Stored data.
((
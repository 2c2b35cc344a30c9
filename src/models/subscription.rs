use chrono::{DateTime, Utc};
use serde::{Deserialize, Serialize};
use sqlx::FromRow;

use super::tender::Tender;

/// A user's interest in one tender; unique per (tender, user)
#[derive(Debug, Clone, PartialEq, Eq, Serialize, Deserialize, FromRow)]
#[serde(rename_all = "camelCase")]
pub struct Subscription {
    pub id: i32,
    pub tender_id: i32,
    pub user_id: i32,
    pub created_at: DateTime<Utc>,
    pub updated_at: DateTime<Utc>,
}

/// Body of subscribe / unsubscribe calls
#[derive(Debug, Clone, Default, Serialize, Deserialize)]
#[serde(rename_all = "camelCase")]
pub struct SubscriptionRequest {
    #[serde(default)]
    pub user_id: Option<i32>,
}

/// One entry of a user's subscription list. `tender` is `None` when the
/// tender has disappeared since the subscription was made.
#[derive(Debug, Clone, PartialEq, Serialize, Deserialize)]
pub struct SubscribedTender {
    pub subscription: Subscription,
    pub tender: Option<Tender>,
}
))
Exercise directions. In the entries above, find the line holding "use sqlx::FromRow;" and the line holding "#[derive(Debug, Clone, Default, Serialize, Deserialize)]"; print both of them and every line between, exactly, and nothing else.

Result of the task.
use sqlx::FromRow;

use super::tender::Tender;

/// A user's interest in one tender; unique per (tender, user)
#[derive(Debug, Clone, PartialEq, Eq, Serialize, Deserialize, FromRow)]
#[serde(rename_all = "camelCase")]
pub struct Subscription {
    pub id: i32,
    pub tender_id: i32,
    pub user_id: i32,
    pub created_at: DateTime<Utc>,
    pub updated_at: DateTime<Utc>,
}

/// Body of subscribe / unsubscribe calls
#[derive(Debug, Clone, Default, Serialize, Deserialize)]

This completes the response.